Lupus anticoagulant in systemic lupus erythematodes as risk factor for cryptogenic stroke

Abstract number: P1533

Kahles^* T., Humpich^* M., Sitzer^* M., Lindhoff-Last^* E.

^*University Hospital Frankfurt, Germany

Background and purpose  

Antiphospholipid antibodies (APLA) are established risk factors for thrombosis and may also be associated with otherwise not explained (‘cryptogenic’) cerebral ischemia.

Methods  

All cryptogenic stroke patients (n = 21, group A) admitted to our Stroke Unit over a 2-year period of time were included in the present study. As control groups, we examined n = 104 stroke patients with a determined cause of stroke (according to TOAST classification; B), and n = 84 blood donors (C) without any thrombotic or ischemic event in their history. Sera were tested for lupus anticoagulants (LA) using phospholipid-dependent coagulation tests (aPTT, DRVVT). Confirmatory tests were performed if necessary. Furthermore, we assessed the presence of specific APLA against phosphatidylserine, cardiolipin, and b2-glycoprotein I using ELISA.

Results  

The median age was 52 years in group A, 60 years in B, and 51 years in C, respectively. Within the first 14 days after stroke onset, the prevalence of LA was 3/21 in group A and 4/104 in group B (P = 0092). In contrast, the prevalence of persisting LA (>6 weeks) was significantly higher in group A (2/21) in comparison to B (0/104; P = 0027), and C (0/84; P = 0038), respectively.
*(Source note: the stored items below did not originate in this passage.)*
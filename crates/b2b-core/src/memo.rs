//! # Selector Memoization
//!
//! Explicit cache structs for derived selectors. Each cache is owned by the
//! selector set that uses it (see [`crate::cart::CartSelectors`]) and is
//! read with the current state snapshot.
//!
//! ## Cache Kinds
//! ```text
//! ┌─────────────────────────────────────────────────────────────────────────┐
//! │  Memo          state identity unchanged ─► cached result               │
//! │                                                                         │
//! │  ShallowMemo   as Memo, and a recomputed result equal to the previous  │
//! │                one returns the PREVIOUS Arc (stable identity)           │
//! │                                                                         │
//! │  DerivedMemo   state identity unchanged ─► cached result               │
//! │                inputs equal to last inputs ─► cached result            │
//! │                otherwise recompute, then shallow-equal check           │
//! │                                                                         │
//! │  ParamMemo     one entry per parameter, bounded capacity               │
//! │                hit  = same parameter AND same state identity           │
//! │                stale entry (same parameter, other state) is recomputed │
//! │                in place; overflow evicts the oldest-inserted entry     │
//! └─────────────────────────────────────────────────────────────────────────┘
//! ```
//!
//! State identity is `Arc::ptr_eq`: reducers return the same `Arc` when a
//! transition leaves a slice untouched, so pointer equality implies no
//! change. Results are handed out as `Arc<R>` so consumers can use the same
//! identity test to skip redundant work.

use std::collections::VecDeque;
use std::fmt;
use std::sync::Arc;

type Compute<S, R> = Box<dyn Fn(&S) -> R + Send + Sync>;
type ComputeWith<S, P, R> = Box<dyn Fn(&S, &P) -> R + Send + Sync>;

// =============================================================================
// Memo
// =============================================================================

/// Single-entry cache keyed on state identity.
pub struct Memo<S, R> {
    compute: Compute<S, R>,
    last: Option<(Arc<S>, Arc<R>)>,
    recomputations: usize,
}

impl<S, R> Memo<S, R> {
    pub fn new(compute: impl Fn(&S) -> R + Send + Sync + 'static) -> Self {
        Memo {
            compute: Box::new(compute),
            last: None,
            recomputations: 0,
        }
    }

    pub fn select(&mut self, state: &Arc<S>) -> Arc<R> {
        if let Some((last_state, last_result)) = &self.last {
            if Arc::ptr_eq(last_state, state) {
                return Arc::clone(last_result);
            }
        }

        let result = Arc::new((self.compute)(state));
        self.recomputations += 1;
        self.last = Some((Arc::clone(state), Arc::clone(&result)));
        result
    }

    /// Number of times the compute function has run.
    pub fn recomputations(&self) -> usize {
        self.recomputations
    }
}

impl<S, R> fmt::Debug for Memo<S, R> {
    fn fmt(&self, f: &mut fmt::Formatter<'_>) -> fmt::Result {
        f.debug_struct("Memo")
            .field("cached", &self.last.is_some())
            .field("recomputations", &self.recomputations)
            .finish()
    }
}

// =============================================================================
// Shallow Memo
// =============================================================================

/// Single-entry cache that also stabilises result identity.
pub struct ShallowMemo<S, R> {
    compute: Compute<S, R>,
    last_state: Option<Arc<S>>,
    last_result: Option<Arc<R>>,
    recomputations: usize,
}

impl<S, R: PartialEq> ShallowMemo<S, R> {
    pub fn new(compute: impl Fn(&S) -> R + Send + Sync + 'static) -> Self {
        ShallowMemo {
            compute: Box::new(compute),
            last_state: None,
            last_result: None,
            recomputations: 0,
        }
    }

    pub fn select(&mut self, state: &Arc<S>) -> Arc<R> {
        if let (Some(last_state), Some(last_result)) = (&self.last_state, &self.last_result) {
            if Arc::ptr_eq(last_state, state) {
                return Arc::clone(last_result);
            }
        }

        let fresh = (self.compute)(state);
        self.recomputations += 1;
        self.last_state = Some(Arc::clone(state));
        stabilise(&mut self.last_result, fresh)
    }

    pub fn recomputations(&self) -> usize {
        self.recomputations
    }
}

impl<S, R> fmt::Debug for ShallowMemo<S, R> {
    fn fmt(&self, f: &mut fmt::Formatter<'_>) -> fmt::Result {
        f.debug_struct("ShallowMemo")
            .field("cached", &self.last_result.is_some())
            .field("recomputations", &self.recomputations)
            .finish()
    }
}

// =============================================================================
// Derived Memo
// =============================================================================

/// Cache for a selector derived from several input selectors.
///
/// `inputs` extracts the input values from the state; `combine` derives the
/// result from them. `combine` only runs when the inputs differ from the
/// previous call.
pub struct DerivedMemo<S, I, R> {
    inputs: Compute<S, I>,
    combine: Box<dyn Fn(&I) -> R + Send + Sync>,
    last_state: Option<Arc<S>>,
    last_inputs: Option<I>,
    last_result: Option<Arc<R>>,
    recomputations: usize,
}

impl<S, I: PartialEq, R: PartialEq> DerivedMemo<S, I, R> {
    pub fn new(
        inputs: impl Fn(&S) -> I + Send + Sync + 'static,
        combine: impl Fn(&I) -> R + Send + Sync + 'static,
    ) -> Self {
        DerivedMemo {
            inputs: Box::new(inputs),
            combine: Box::new(combine),
            last_state: None,
            last_inputs: None,
            last_result: None,
            recomputations: 0,
        }
    }

    pub fn select(&mut self, state: &Arc<S>) -> Arc<R> {
        if let (Some(last_state), Some(last_result)) = (&self.last_state, &self.last_result) {
            if Arc::ptr_eq(last_state, state) {
                return Arc::clone(last_result);
            }
        }

        let inputs = (self.inputs)(state);
        self.last_state = Some(Arc::clone(state));

        if let (Some(last_inputs), Some(last_result)) = (&self.last_inputs, &self.last_result) {
            if *last_inputs == inputs {
                return Arc::clone(last_result);
            }
        }

        let fresh = (self.combine)(&inputs);
        self.recomputations += 1;
        self.last_inputs = Some(inputs);
        stabilise(&mut self.last_result, fresh)
    }

    pub fn recomputations(&self) -> usize {
        self.recomputations
    }
}

impl<S, I, R> fmt::Debug for DerivedMemo<S, I, R> {
    fn fmt(&self, f: &mut fmt::Formatter<'_>) -> fmt::Result {
        f.debug_struct("DerivedMemo")
            .field("cached", &self.last_result.is_some())
            .field("recomputations", &self.recomputations)
            .finish()
    }
}

// =============================================================================
// Parameterized Memo
// =============================================================================

struct ParamEntry<S, P, R> {
    param: P,
    state: Arc<S>,
    result: Arc<R>,
}

/// Bounded per-parameter cache, e.g. "cart item by product id".
///
/// Entries keep their insertion position when refreshed; once the cache
/// holds more than `capacity` entries the oldest-inserted one is dropped.
pub struct ParamMemo<S, P, R> {
    compute: ComputeWith<S, P, R>,
    capacity: usize,
    entries: VecDeque<ParamEntry<S, P, R>>,
    recomputations: usize,
}

impl<S, P: PartialEq + Clone, R> ParamMemo<S, P, R> {
    /// A capacity of zero is treated as one.
    pub fn new(capacity: usize, compute: impl Fn(&S, &P) -> R + Send + Sync + 'static) -> Self {
        let capacity = capacity.max(1);
        ParamMemo {
            compute: Box::new(compute),
            capacity,
            entries: VecDeque::with_capacity(capacity + 1),
            recomputations: 0,
        }
    }

    pub fn select(&mut self, state: &Arc<S>, param: &P) -> Arc<R> {
        if let Some(entry) = self.entries.iter_mut().find(|e| e.param == *param) {
            if Arc::ptr_eq(&entry.state, state) {
                return Arc::clone(&entry.result);
            }

            let result = Arc::new((self.compute)(state, param));
            self.recomputations += 1;
            entry.state = Arc::clone(state);
            entry.result = Arc::clone(&result);
            return result;
        }

        let result = Arc::new((self.compute)(state, param));
        self.recomputations += 1;
        self.entries.push_back(ParamEntry {
            param: param.clone(),
            state: Arc::clone(state),
            result: Arc::clone(&result),
        });

        while self.entries.len() > self.capacity {
            self.entries.pop_front();
        }

        result
    }

    /// Whether an entry exists for `param`, stale or not.
    pub fn contains(&self, param: &P) -> bool {
        self.entries.iter().any(|e| e.param == *param)
    }

    pub fn len(&self) -> usize {
        self.entries.len()
    }

    pub fn is_empty(&self) -> bool {
        self.entries.is_empty()
    }

    pub fn capacity(&self) -> usize {
        self.capacity
    }

    pub fn recomputations(&self) -> usize {
        self.recomputations
    }
}

impl<S, P, R> fmt::Debug for ParamMemo<S, P, R> {
    fn fmt(&self, f: &mut fmt::Formatter<'_>) -> fmt::Result {
        f.debug_struct("ParamMemo")
            .field("entries", &self.entries.len())
            .field("capacity", &self.capacity)
            .field("recomputations", &self.recomputations)
            .finish()
    }
}

// =============================================================================
// Helpers
// =============================================================================

/// Stores `fresh` unless it equals the cached result, in which case the
/// cached `Arc` is kept and returned.
fn stabilise<R: PartialEq>(slot: &mut Option<Arc<R>>, fresh: R) -> Arc<R> {
    match slot {
        Some(previous) if **previous == fresh => Arc::clone(previous),
        _ => {
            let result = Arc::new(fresh);
            *slot = Some(Arc::clone(&result));
            result
        }
    }
}

// =============================================================================
// Unit Tests
// =============================================================================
The two patients with persisting LA in group A fulfilled ARA criteria for systemic lupus erythematodes. For APLA except antiphosphatidylserine no significant differences emerged between groups. The moderate elevation of antiphosphatidylserine-antibodies in the two stroke groups compared to the control group may be induced by acute phase reaction.

Conclusion  

Despite the occurrence of LA in the context of systemic lupus erythematodes (‘secondary antiphospholipid syndrome’), our data do not support an independent and major role of APLA in stroke etiology.